DeSouza became the Terrapins starting right tackle in 2010 after classmate Justin Gilbert tore his anterior cruciate ligament. He was an All-Met at DeMatha and an “all-around good guy” at Maryland, as Gilbert says. And like many of his teammates, DeSouza zoomed around campus on a motor scooter.
One Thursday evening in October of that year, around 9 p.m., Gilbert and Bennett Fulper wondered why DeSouza hadn’t come home. Then they got a call. DeSouza was traveling westbound on Campus Drive when a vehicle smashed into the scooter, breaking both of his legs. Gilbert and others rushed to the scene. They saw scattered parts, a dented car and a totaled scooter, brightened by street lights and the ambulance in which DeSouza was strapped.

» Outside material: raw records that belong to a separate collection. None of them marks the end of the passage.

//! Status bar rendering with keybindings and run state indicators

use crate::controller::RunState;
use crate::ui::theme::DEFAULT_THEME;
use ratatui::{
    layout::{Alignment, Constraint, Direction, Layout, Rect},
    style::{Color, Modifier, Style},
    text::{Line, Span},
    widgets::Paragraph,
    Frame,
};

/// Data needed to render the status bar
pub struct StatusRenderData<'a> {
    pub message: &'a str,
    /// `(frames applied, total frames)` while a run is in flight
    pub progress: Option<(usize, usize)>,
    pub state: RunState,
    pub is_playing: bool,
    /// Draw the message as an error (refused action, failed output)
    pub is_error: bool,
}

/// Render the status bar at the bottom.
pub fn render_status_bar(frame: &mut Frame, area: Rect, data: StatusRenderData) {
    // Split status bar into left and right
    let layout = Layout::default()
        .direction(Direction::Horizontal)
        .constraints([Constraint::Percentage(45), Constraint::Percentage(55)])
        .split(area);

    // Left side: frame counter and message
    let step_text = match data.progress {
        Some((position, total)) => format!(" Frame {}/{} ", position, total),
        None => " Frame -/- ".to_string(),
    };

    let left_spans = vec![
        Span::styled(
            step_text,
            Style::default()
                .bg(DEFAULT_THEME.primary)
                .fg(Color::Black)
                .add_modifier(Modifier::BOLD),
        ),
        Span::styled(
            " | ",
            Style::default()
                .bg(DEFAULT_THEME.status_bg)
                .fg(DEFAULT_THEME.comment),
        ),
        Span::styled(
            format!(" {} ", data.message),
            Style::default()
                .bg(DEFAULT_THEME.status_bg)
                .fg(if data.is_error {
                    DEFAULT_THEME.error
                } else {
                    DEFAULT_THEME.fg
                }),
        ),
    ];

    let left_paragraph = Paragraph::new(Line::from(left_spans))
        .style(Style::default().bg(DEFAULT_THEME.status_bg))
        .alignment(Alignment::Left);

    frame.render_widget(left_paragraph, layout[0]);

    // Right side: keybinds with visual grouping
    let key_style = Style::default().bg(DEFAULT_THEME.comment).fg(Color::Black);
    let desc_style = Style::default()
        .bg(DEFAULT_THEME.status_bg)
        .fg(DEFAULT_THEME.fg);
    let sep_style = Style::default()
        .bg(DEFAULT_THEME.status_bg)
        .fg(DEFAULT_THEME.comment);

    let mut right_spans = vec![
        Span::styled(" ⇥ ", key_style),
        Span::styled(" algo ", desc_style),
        Span::styled("│", sep_style),
        Span::styled(" ", desc_style),
        Span::styled(" ↑/↓ ", key_style),
        Span::styled(" bars ", desc_style),
        Span::styled("│", sep_style),
        Span::styled(" ", desc_style),
        Span::styled(" g ", key_style),
        Span::styled(" generate ", desc_style),
        Span::styled("│", sep_style),
        Span::styled(" ", desc_style),
        Span::styled(" ↵ ", key_style),
        Span::styled(" sort ", desc_style),
        Span::styled("│", sep_style),
        Span::styled(" ", desc_style),
        Span::styled(" ⎵ / → / e ", key_style),
        Span::styled(" play/step/end ", desc_style),
        Span::styled("│", sep_style),
        Span::styled(" ", desc_style),
        Span::styled("q", key_style),
        Span::styled(" quit ", desc_style),
    ];

    let indicator = match data.state {
        RunState::Running if data.is_playing => Some((" ▶ SORTING ", DEFAULT_THEME.secondary)),
        RunState::Running => Some((" ⏸ PAUSED ", DEFAULT_THEME.comment)),
        RunState::Complete => Some((" SORTED ", DEFAULT_THEME.success)),
        RunState::Idle => None,
    };
    if let Some((label, color)) = indicator {
        right_spans.push(Span::styled("│", sep_style));
        right_spans.push(Span::styled(
            label,
            Style::default()
                .bg(color)
                .fg(Color::Black)
                .add_modifier(Modifier::BOLD),
        ));
    }

    let right_paragraph = Paragraph::new(Line::from(right_spans))
        .style(Style::default().bg(DEFAULT_THEME.status_bg))
        .alignment(Alignment::Right);

    frame.render_widget(right_paragraph, layout[1]);
}
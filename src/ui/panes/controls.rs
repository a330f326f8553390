//! Header with the algorithm selector and element count

use crate::algorithms::Algorithm;
use crate::controller::RunState;
use crate::dataset::ElementCount;
use crate::ui::theme::DEFAULT_THEME;
use ratatui::{
    layout::{Alignment, Constraint, Direction, Layout, Rect},
    style::{Modifier, Style},
    text::{Line, Span},
    widgets::{Block, Borders, Paragraph, Tabs},
    Frame,
};

/// Data needed to render the controls pane
pub struct ControlsRenderData {
    pub algorithm: Algorithm,
    pub element_count: ElementCount,
    /// Number of bars currently shown
    pub current_len: usize,
    pub state: RunState,
}

/// Render the controls pane
pub fn render_controls_pane(frame: &mut Frame, area: Rect, data: ControlsRenderData) {
    let locked = data.state == RunState::Running;
    let border_style = Style::default().fg(DEFAULT_THEME.border);

    let block = Block::default()
        .title(" Sorting Visualiser ")
        .borders(Borders::ALL)
        .border_style(border_style);
    let inner = block.inner(area);
    frame.render_widget(block, area);

    let columns = Layout::default()
        .direction(Direction::Horizontal)
        .constraints([Constraint::Min(0), Constraint::Length(24)])
        .split(inner);

    let selected = Algorithm::ALL
        .iter()
        .position(|&a| a == data.algorithm)
        .unwrap_or(0);
    let highlight = if locked {
        Style::default().fg(DEFAULT_THEME.comment)
    } else {
        Style::default()
            .fg(DEFAULT_THEME.primary)
            .add_modifier(Modifier::BOLD | Modifier::UNDERLINED)
    };
    let tabs = Tabs::new(Algorithm::ALL.iter().map(|a| a.name()))
        .select(selected)
        .style(Style::default().fg(DEFAULT_THEME.fg))
        .highlight_style(highlight)
        .divider(Span::styled("│", Style::default().fg(DEFAULT_THEME.comment)));
    frame.render_widget(tabs, columns[0]);

    // Count shown as "current -> next" when the next generate will change it
    let mut count_spans = vec![Span::styled(
        "Bars: ",
        Style::default().fg(DEFAULT_THEME.comment),
    )];
    if data.element_count.get() == data.current_len {
        count_spans.push(Span::styled(
            data.current_len.to_string(),
            Style::default().fg(DEFAULT_THEME.secondary),
        ));
    } else {
        count_spans.push(Span::styled(
            format!("{} → {}", data.current_len, data.element_count.get()),
            Style::default()
                .fg(DEFAULT_THEME.secondary)
                .add_modifier(Modifier::ITALIC),
        ));
    }
    let count = Paragraph::new(Line::from(count_spans)).alignment(Alignment::Right);
    frame.render_widget(count, columns[1]);
}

He rehabbed like crazy, making it all the way back to Maryland’s scout team. But further progression became too risky. Team doctors saw future injuries. DeSouza saw himself in a wheelchair, unable to play in the yard with his future children. “Life is so precious,” he thought. “I want to live.”
“All of a sudden, realizing the game he loved he’ll never play again,” former DeMatha Coach Bill McGregor said. “It’s been taken away from him for life. Usually there’s an end to something. There’s more of a graceful ending. And this was very abrupt.”
Before one weekend this spring, Coach Randy Edsall brought DeSouza into his office and asked him to become a student coach. He would help direct the scout team, and assist on the offensive line.
“Obviously I’d love to be out there on the 50-yard line blocking, but teaching guys, communicating and talking about the game and stuff, I feel a bigger passion coaching than playing. That’s what I want to be when I grow up,” said DeSouza, as if being 6 feet 7 and 300-plus pounds and working on a Football Bowl Subdivision coaching staff wasn’t already grown up.
DeSouza always knew he’d coach once his playing career ended. He worked McGregor’s camp, where the coach remembers kids calling him Big Ol’ Pete, like some sidekick in a Western comedy. They ooh-ed and ahh-ed at his stature, then listened as he taught them to shuffle and combo block.
“He approaches it with a very business-like attitude,” Edsall said. “He understands what his job is, and he’s doing the job to the best of his ability. I see a guy, given the position that he’s in, trying to show guys what to do. I see a guy who’s just calm, cool, collected in how he approaches the coaching profession.”